= Problem =
Take each line of the material that includes "streaming" and copy it.

= Extracted material =
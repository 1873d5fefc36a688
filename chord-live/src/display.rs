//! Console formatting of analysis reports.

use chord_core::BlockReport;

/// Formats one report as a single console line.
///
/// Returns `None` for silent blocks so the console stays quiet between notes.
/// Chords below `min_confidence` are shown as notes only.
pub fn format_report(report: &BlockReport, min_confidence: f32) -> Option<String> {
    if report.is_silent() {
        return None;
    }

    let notes = report
        .pitches
        .iter()
        .map(|p| format!("{}({:+.0}c)", p.note_name, p.cents_deviation()))
        .collect::<Vec<_>>()
        .join(" ");

    let chord = match report.recognition.chord {
        Some(chord) if report.recognition.confidence >= min_confidence => format!(
            "{:<8} {:>3.0}%",
            chord.name(),
            report.recognition.confidence * 100.0
        ),
        _ => format!("{:<8} {:>4}", "-", ""),
    };

    Some(format!("{}  | {}", chord, notes))
}
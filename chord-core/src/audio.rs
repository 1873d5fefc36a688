//! # Audio Capture Module
//!
//! This module handles real-time audio capture using CPAL (Cross-Platform Audio Library).
//! It opens the default input device, downmixes to mono and cuts the stream
//! into fixed-size blocks for the analysis worker. Opening and streaming are
//! separate steps so the worker can be set up for the device's actual rate.
//!
//! ## Features
//! - Automatic audio device selection
//! - f32 configuration closest to the requested sample rate
//! - Mono downmix of multi-channel input
//! - Non-blocking hand-off: blocks are dropped when the worker falls behind

use cpal::traits::{DeviceTrait, HostTrait, StreamTrait};
use cpal::SupportedStreamConfigRange;
use crossbeam_channel::{Sender, TrySendError};
use tracing::{error, info, trace, warn};

use crate::error::{ChordError, Result};

/// The default input device with the stream configuration chosen for it.
pub struct InputDevice {
    device: cpal::Device,
    config: cpal::StreamConfig,
    sample_rate: u32,
    channels: usize,
}

impl InputDevice {
    /// Sample rate the stream will run at.
    pub fn sample_rate(&self) -> u32 {
        self.sample_rate
    }

    pub fn channels(&self) -> usize {
        self.channels
    }
}

/// Opens the default input device and picks an f32 configuration as close
/// to `target_rate` as the device allows.
///
/// # Arguments
/// * `target_rate` - Preferred sample rate in Hz
///
/// # Returns
/// * `Ok(input)` - Device and configuration; `input.sample_rate()` is the rate actually used
/// * `Err(ChordError::Audio)` - No input device, or no f32 format
pub fn open_default_input(target_rate: u32) -> Result<InputDevice> {
    let host = cpal::default_host();
    let device = host
        .default_input_device()
        .ok_or_else(|| ChordError::Audio("No input device available".into()))?;

    info!(
        "Using audio input device: {}",
        device.name().unwrap_or_else(|_| "<unnamed>".into())
    );

    let configs = device
        .supported_input_configs()
        .map_err(|e| ChordError::Audio(e.to_string()))?
        .collect::<Vec<_>>();
    let supported_config = find_supported_config(configs, target_rate)
        .ok_or_else(|| ChordError::Audio("No suitable f32 input format found".into()))?;

    let rate = target_rate.clamp(
        supported_config.min_sample_rate().0,
        supported_config.max_sample_rate().0,
    );
    let config = supported_config.with_sample_rate(cpal::SampleRate(rate));
    let sample_rate = config.sample_rate().0;
    let channels = config.channels() as usize;

    info!("Selected sample rate: {} Hz, channels: {}", sample_rate, channels);

    Ok(InputDevice {
        device,
        config: config.into(),
        sample_rate,
        channels,
    })
}

/// Starts streaming from `input`.
///
/// Every `block_size` mono samples are sent as one block on `sender` with
/// `try_send`; blocks are dropped while the queue is full.
///
/// # Arguments
/// * `input` - Device opened with [`open_default_input`]
/// * `sender` - Channel sender feeding the analysis worker
/// * `block_size` - Samples per block, normally the transform size
///
/// # Returns
/// * `Ok(stream)` - Playing stream; capture stops when it is dropped
/// * `Err(e)` - Zero block size, or the stream could not be built or started
pub fn start_audio_capture(
    input: InputDevice,
    sender: Sender<Vec<f32>>,
    block_size: usize,
) -> Result<cpal::Stream> {
    if block_size == 0 {
        return Err(ChordError::InvalidTransformSize(block_size));
    }

    let channels = input.channels;
    let err_fn = |err| error!("An error occurred on the audio stream: {}", err);

    // This buffer will accumulate mono audio data from the callback.
    let mut audio_buffer: Vec<f32> = Vec::with_capacity(block_size * 2);
    let mut dropped_blocks: u64 = 0;

    let stream = input
        .device
        .build_input_stream(
            &input.config,
            move |data: &[f32], _: &cpal::InputCallbackInfo| {
                downmix_into(data, channels, &mut audio_buffer);

                while audio_buffer.len() >= block_size {
                    let block = audio_buffer[..block_size].to_vec();
                    match sender.try_send(block) {
                        Ok(()) => {}
                        Err(TrySendError::Full(_)) => {
                            dropped_blocks += 1;
                            if dropped_blocks % 100 == 1 {
                                warn!("Analysis queue full, dropped {} blocks", dropped_blocks);
                            }
                        }
                        Err(TrySendError::Disconnected(_)) => {
                            trace!("Analysis queue closed, discarding audio");
                        }
                    }
                    audio_buffer.drain(..block_size);
                }
            },
            err_fn,
            None,
        )
        .map_err(|e| ChordError::Audio(e.to_string()))?;

    stream
        .play()
        .map_err(|e| ChordError::Audio(e.to_string()))?;

    info!("Audio capture started: block size {}", block_size);
    Ok(stream)
}

/// Appends the mono average of interleaved `data` to `out`.
fn downmix_into(data: &[f32], channels: usize, out: &mut Vec<f32>) {
    if channels <= 1 {
        out.extend_from_slice(data);
        return;
    }
    let scale = 1.0 / channels as f32;
    out.extend(
        data.chunks_exact(channels)
            .map(|frame| frame.iter().sum::<f32>() * scale),
    );
}

/// Finds the best supported audio configuration for the target sample rate.
///
/// Only 32-bit float formats are considered. Mono is preferred over
/// multi-channel, then the range closest to `target_rate`.
fn find_supported_config(
    configs: Vec<SupportedStreamConfigRange>,
    target_rate: u32,
) -> Option<SupportedStreamConfigRange> {
    configs
        .into_iter()
        .filter(|c| c.sample_format() == cpal::SampleFormat::F32)
        .min_by_key(|c| {
            let min_rate = c.min_sample_rate().0;
            let max_rate = c.max_sample_rate().0;
            let rate_diff = if (min_rate..=max_rate).contains(&target_rate) {
                0
            } else {
                min_rate.abs_diff(target_rate).min(max_rate.abs_diff(target_rate))
            };
            (c.channels() != 1, rate_diff)
        })
}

= Answer area =
//! into fixed-size blocks for the analysis worker. Opening and streaming are
/// Starts streaming from `input`.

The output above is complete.